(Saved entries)
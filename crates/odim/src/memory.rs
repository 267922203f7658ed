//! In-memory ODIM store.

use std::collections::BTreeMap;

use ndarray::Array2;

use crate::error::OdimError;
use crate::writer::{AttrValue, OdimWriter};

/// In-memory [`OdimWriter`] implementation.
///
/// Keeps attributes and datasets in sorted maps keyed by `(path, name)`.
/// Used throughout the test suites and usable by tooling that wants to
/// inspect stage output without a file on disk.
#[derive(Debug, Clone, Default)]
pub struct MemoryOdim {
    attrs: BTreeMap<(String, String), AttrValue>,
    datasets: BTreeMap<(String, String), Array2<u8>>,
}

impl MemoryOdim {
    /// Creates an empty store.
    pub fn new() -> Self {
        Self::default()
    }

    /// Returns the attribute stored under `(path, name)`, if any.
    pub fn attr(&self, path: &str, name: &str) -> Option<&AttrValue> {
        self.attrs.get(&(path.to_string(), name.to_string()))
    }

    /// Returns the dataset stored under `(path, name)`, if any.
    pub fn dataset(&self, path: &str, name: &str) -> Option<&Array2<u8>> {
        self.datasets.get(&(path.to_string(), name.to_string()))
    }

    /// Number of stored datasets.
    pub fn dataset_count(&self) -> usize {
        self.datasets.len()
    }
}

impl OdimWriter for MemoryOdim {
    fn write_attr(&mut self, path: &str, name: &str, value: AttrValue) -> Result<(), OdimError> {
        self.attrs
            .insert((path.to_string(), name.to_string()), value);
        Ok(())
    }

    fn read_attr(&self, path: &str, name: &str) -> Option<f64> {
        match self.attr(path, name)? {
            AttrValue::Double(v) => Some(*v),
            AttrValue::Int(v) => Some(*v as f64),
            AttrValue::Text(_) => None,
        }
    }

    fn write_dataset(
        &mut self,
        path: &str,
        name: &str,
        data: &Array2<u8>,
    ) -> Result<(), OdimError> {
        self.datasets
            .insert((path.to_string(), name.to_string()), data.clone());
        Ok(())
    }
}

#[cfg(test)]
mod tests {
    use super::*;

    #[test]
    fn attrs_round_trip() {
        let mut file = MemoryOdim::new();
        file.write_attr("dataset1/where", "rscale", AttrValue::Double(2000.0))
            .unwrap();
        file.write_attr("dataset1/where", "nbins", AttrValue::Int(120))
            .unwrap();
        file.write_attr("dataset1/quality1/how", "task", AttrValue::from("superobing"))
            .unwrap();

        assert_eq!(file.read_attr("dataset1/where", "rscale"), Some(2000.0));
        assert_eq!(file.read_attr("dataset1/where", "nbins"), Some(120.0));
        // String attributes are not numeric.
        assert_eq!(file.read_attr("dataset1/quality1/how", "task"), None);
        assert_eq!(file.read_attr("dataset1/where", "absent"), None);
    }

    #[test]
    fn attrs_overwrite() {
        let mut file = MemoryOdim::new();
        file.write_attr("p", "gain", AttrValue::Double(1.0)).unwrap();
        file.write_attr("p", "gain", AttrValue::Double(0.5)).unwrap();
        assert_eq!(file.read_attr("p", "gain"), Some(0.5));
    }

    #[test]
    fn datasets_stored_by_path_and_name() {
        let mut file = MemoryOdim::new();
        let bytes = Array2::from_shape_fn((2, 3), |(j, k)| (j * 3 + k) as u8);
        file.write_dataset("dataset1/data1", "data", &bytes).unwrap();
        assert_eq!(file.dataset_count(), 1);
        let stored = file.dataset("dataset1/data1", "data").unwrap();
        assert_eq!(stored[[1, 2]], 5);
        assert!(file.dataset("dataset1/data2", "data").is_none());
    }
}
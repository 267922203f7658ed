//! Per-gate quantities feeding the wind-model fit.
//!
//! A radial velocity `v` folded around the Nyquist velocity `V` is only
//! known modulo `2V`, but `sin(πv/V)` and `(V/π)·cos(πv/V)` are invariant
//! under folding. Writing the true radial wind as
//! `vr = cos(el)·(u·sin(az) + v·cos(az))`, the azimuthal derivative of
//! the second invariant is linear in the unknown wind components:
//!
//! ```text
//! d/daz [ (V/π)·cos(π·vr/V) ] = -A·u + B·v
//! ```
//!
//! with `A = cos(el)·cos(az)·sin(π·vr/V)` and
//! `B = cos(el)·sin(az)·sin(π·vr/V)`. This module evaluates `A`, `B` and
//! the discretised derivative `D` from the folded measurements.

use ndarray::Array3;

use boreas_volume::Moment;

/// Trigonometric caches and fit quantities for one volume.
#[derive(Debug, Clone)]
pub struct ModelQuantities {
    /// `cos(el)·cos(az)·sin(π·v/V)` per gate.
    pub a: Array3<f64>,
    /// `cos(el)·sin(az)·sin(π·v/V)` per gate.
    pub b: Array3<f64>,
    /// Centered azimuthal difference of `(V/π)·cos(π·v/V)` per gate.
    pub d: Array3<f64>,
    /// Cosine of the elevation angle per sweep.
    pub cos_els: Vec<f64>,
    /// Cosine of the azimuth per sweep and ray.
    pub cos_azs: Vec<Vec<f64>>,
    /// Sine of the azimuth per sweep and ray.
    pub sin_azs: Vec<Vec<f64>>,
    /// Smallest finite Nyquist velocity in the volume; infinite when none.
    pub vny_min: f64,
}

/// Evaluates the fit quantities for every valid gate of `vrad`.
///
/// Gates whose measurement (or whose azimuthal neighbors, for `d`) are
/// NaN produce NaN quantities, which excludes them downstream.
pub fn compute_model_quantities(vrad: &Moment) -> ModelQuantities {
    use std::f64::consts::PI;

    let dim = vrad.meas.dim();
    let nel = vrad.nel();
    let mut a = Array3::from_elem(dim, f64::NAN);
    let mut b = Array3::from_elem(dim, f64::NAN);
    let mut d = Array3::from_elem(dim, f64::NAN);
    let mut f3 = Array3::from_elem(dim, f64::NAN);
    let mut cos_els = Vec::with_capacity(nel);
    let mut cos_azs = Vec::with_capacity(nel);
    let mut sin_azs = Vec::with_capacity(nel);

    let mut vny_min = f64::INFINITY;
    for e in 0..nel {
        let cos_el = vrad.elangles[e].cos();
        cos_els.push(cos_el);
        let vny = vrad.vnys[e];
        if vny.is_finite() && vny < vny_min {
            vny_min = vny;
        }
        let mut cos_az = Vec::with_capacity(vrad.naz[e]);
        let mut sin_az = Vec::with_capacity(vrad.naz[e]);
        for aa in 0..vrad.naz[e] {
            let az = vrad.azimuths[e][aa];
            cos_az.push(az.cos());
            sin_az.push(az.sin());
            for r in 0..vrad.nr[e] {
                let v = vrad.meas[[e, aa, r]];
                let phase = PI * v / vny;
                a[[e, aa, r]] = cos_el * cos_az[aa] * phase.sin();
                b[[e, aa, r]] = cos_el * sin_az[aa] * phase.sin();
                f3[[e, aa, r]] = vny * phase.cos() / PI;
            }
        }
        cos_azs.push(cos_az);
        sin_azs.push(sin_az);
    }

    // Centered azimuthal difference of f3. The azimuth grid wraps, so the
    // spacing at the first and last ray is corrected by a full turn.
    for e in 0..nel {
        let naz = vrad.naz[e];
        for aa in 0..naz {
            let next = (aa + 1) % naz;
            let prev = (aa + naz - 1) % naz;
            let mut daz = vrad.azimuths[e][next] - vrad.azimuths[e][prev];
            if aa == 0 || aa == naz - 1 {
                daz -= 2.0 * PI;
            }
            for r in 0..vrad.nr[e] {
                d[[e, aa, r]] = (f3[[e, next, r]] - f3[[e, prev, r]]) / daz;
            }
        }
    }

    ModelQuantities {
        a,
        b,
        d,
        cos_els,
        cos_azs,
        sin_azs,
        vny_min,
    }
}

**Task description:**
Every entry above must be returned word for word.

**Result for this task:**
filename crates/odim/src/memory.rs
repository 267922203f7658ed
//! In-memory ODIM store.

use std::collections::BTreeMap;

use ndarray::Array2;

use crate::error::OdimError;
use crate::writer::{AttrValue, OdimWriter};

/// In-memory [`OdimWriter`] implementation.
///
/// Keeps attributes and datasets in sorted maps keyed by `(path, name)`.
/// Used throughout the test suites and usable by tooling that wants to
/// inspect stage output without a file on disk.
#[derive(Debug, Clone, Default)]
pub struct MemoryOdim {
    attrs: BTreeMap<(String, String), AttrValue>,
    datasets: BTreeMap<(String, String), Array2<u8>>,
}

impl MemoryOdim {
    /// Creates an empty store.
    pub fn new() -> Self {
        Self::default()
    }

    /// Returns the attribute stored under `(path, name)`, if any.
    pub fn attr(&self, path: &str, name: &str) -> Option<&AttrValue> {
        self.attrs.get(&(path.to_string(), name.to_string()))
    }

    /// Returns the dataset stored under `(path, name)`, if any.
    pub fn dataset(&self, path: &str, name: &str) -> Option<&Array2<u8>> {
        self.datasets.get(&(path.to_string(), name.to_string()))
    }

    /// Number of stored datasets.
    pub fn dataset_count(&self) -> usize {
        self.datasets.len()
    }
}

impl OdimWriter for MemoryOdim {
    fn write_attr(&mut self, path: &str, name: &str, value: AttrValue) -> Result<(), OdimError> {
        self.attrs
            .insert((path.to_string(), name.to_string()), value);
        Ok(())
    }

    fn read_attr(&self, path: &str, name: &str) -> Option<f64> {
        match self.attr(path, name)? {
            AttrValue::Double(v) => Some(*v),
            AttrValue::Int(v) => Some(*v as f64),
            AttrValue::Text(_) => None,
        }
    }

    fn write_dataset(
        &mut self,
        path: &str,
        name: &str,
        data: &Array2<u8>,
    ) -> Result<(), OdimError> {
        self.datasets
            .insert((path.to_string(), name.to_string()), data.clone());
        Ok(())
    }
}

#[cfg(test)]
mod tests {
    use super::*;

    #[test]
    fn attrs_round_trip() {
        let mut file = MemoryOdim::new();
        file.write_attr("dataset1/where", "rscale", AttrValue::Double(2000.0))
            .unwrap();
        file.write_attr("dataset1/where", "nbins", AttrValue::Int(120))
            .unwrap();
        file.write_attr("dataset1/quality1/how", "task", AttrValue::from("superobing"))
            .unwrap();

        assert_eq!(file.read_attr("dataset1/where", "rscale"), Some(2000.0));
        assert_eq!(file.read_attr("dataset1/where", "nbins"), Some(120.0));
        // String attributes are not numeric.
        assert_eq!(file.read_attr("dataset1/quality1/how", "task"), None);
        assert_eq!(file.read_attr("dataset1/where", "absent"), None);
    }

    #[test]
    fn attrs_overwrite() {
        let mut file = MemoryOdim::new();
        file.write_attr("p", "gain", AttrValue::Double(1.0)).unwrap();
        file.write_attr("p", "gain", AttrValue::Double(0.5)).unwrap();
        assert_eq!(file.read_attr("p", "gain"), Some(0.5));
    }

    #[test]
    fn datasets_stored_by_path_and_name() {
        let mut file = MemoryOdim::new();
        let bytes = Array2::from_shape_fn((2, 3), |(j, k)| (j * 3 + k) as u8);
        file.write_dataset("dataset1/data1", "data", &bytes).unwrap();
        assert_eq!(file.dataset_count(), 1);
        let stored = file.dataset("dataset1/data1", "data").unwrap();
        assert_eq!(stored[[1, 2]], 5);
        assert!(file.dataset("dataset1/data2", "data").is_none());
    }
}
repository 267922203f7658ed
//! Per-gate quantities feeding the wind-model fit.
//!
//! A radial velocity `v` folded around the Nyquist velocity `V` is only
//! known modulo `2V`, but `sin(πv/V)` and `(V/π)·cos(πv/V)` are invariant
//! under folding. Writing the true radial wind as
//! `vr = cos(el)·(u·sin(az) + v·cos(az))`, the azimuthal derivative of
//! the second invariant is linear in the unknown wind components:
//!
//! ```text
//! d/daz [ (V/π)·cos(π·vr/V) ] = -A·u + B·v
//! ```
//!
//! with `A = cos(el)·cos(az)·sin(π·vr/V)` and
//! `B = cos(el)·sin(az)·sin(π·vr/V)`. This module evaluates `A`, `B` and
//! the discretised derivative `D` from the folded measurements.

use ndarray::Array3;

use boreas_volume::Moment;

/// Trigonometric caches and fit quantities for one volume.
#[derive(Debug, Clone)]
pub struct ModelQuantities {
    /// `cos(el)·cos(az)·sin(π·v/V)` per gate.
    pub a: Array3<f64>,
    /// `cos(el)·sin(az)·sin(π·v/V)` per gate.
    pub b: Array3<f64>,
    /// Centered azimuthal difference of `(V/π)·cos(π·v/V)` per gate.
    pub d: Array3<f64>,
    /// Cosine of the elevation angle per sweep.
    pub cos_els: Vec<f64>,
    /// Cosine of the azimuth per sweep and ray.
    pub cos_azs: Vec<Vec<f64>>,
    /// Sine of the azimuth per sweep and ray.
    pub sin_azs: Vec<Vec<f64>>,
    /// Smallest finite Nyquist velocity in the volume; infinite when none.
    pub vny_min: f64,
}

/// Evaluates the fit quantities for every valid gate of `vrad`.
///
/// Gates whose measurement (or whose azimuthal neighbors, for `d`) are
/// NaN produce NaN quantities, which excludes them downstream.
pub fn compute_model_quantities(vrad: &Moment) -> ModelQuantities {
    use std::f64::consts::PI;

    let dim = vrad.meas.dim();
    let nel = vrad.nel();
    let mut a = Array3::from_elem(dim, f64::NAN);
    let mut b = Array3::from_elem(dim, f64::NAN);
    let mut d = Array3::from_elem(dim, f64::NAN);
    let mut f3 = Array3::from_elem(dim, f64::NAN);
    let mut cos_els = Vec::with_capacity(nel);
    let mut cos_azs = Vec::with_capacity(nel);
    let mut sin_azs = Vec::with_capacity(nel);

    let mut vny_min = f64::INFINITY;
    for e in 0..nel {
        let cos_el = vrad.elangles[e].cos();
        cos_els.push(cos_el);
        let vny = vrad.vnys[e];
        if vny.is_finite() && vny < vny_min {
            vny_min = vny;
        }
        let mut cos_az = Vec::with_capacity(vrad.naz[e]);
        let mut sin_az = Vec::with_capacity(vrad.naz[e]);
        for aa in 0..vrad.naz[e] {
            let az = vrad.azimuths[e][aa];
            cos_az.push(az.cos());
            sin_az.push(az.sin());
            for r in 0..vrad.nr[e] {
                let v = vrad.meas[[e, aa, r]];
                let phase = PI * v / vny;
                a[[e, aa, r]] = cos_el * cos_az[aa] * phase.sin();
                b[[e, aa, r]] = cos_el * sin_az[aa] * phase.sin();
                f3[[e, aa, r]] = vny * phase.cos() / PI;
            }
        }
        cos_azs.push(cos_az);
        sin_azs.push(sin_az);
    }

    // Centered azimuthal difference of f3. The azimuth grid wraps, so the
    // spacing at the first and last ray is corrected by a full turn.
    for e in 0..nel {
        let naz = vrad.naz[e];
        for aa in 0..naz {
            let next = (aa + 1) % naz;
            let prev = (aa + naz - 1) % naz;
            let mut daz = vrad.azimuths[e][next] - vrad.azimuths[e][prev];
            if aa == 0 || aa == naz - 1 {
                daz -= 2.0 * PI;
            }
            for r in 0..vrad.nr[e] {
                d[[e, aa, r]] = (f3[[e, next, r]] - f3[[e, prev, r]]) / daz;
            }
        }
    }

    ModelQuantities {
        a,
        b,
        d,
        cos_els,
        cos_azs,
        sin_azs,
        vny_min,
    }
}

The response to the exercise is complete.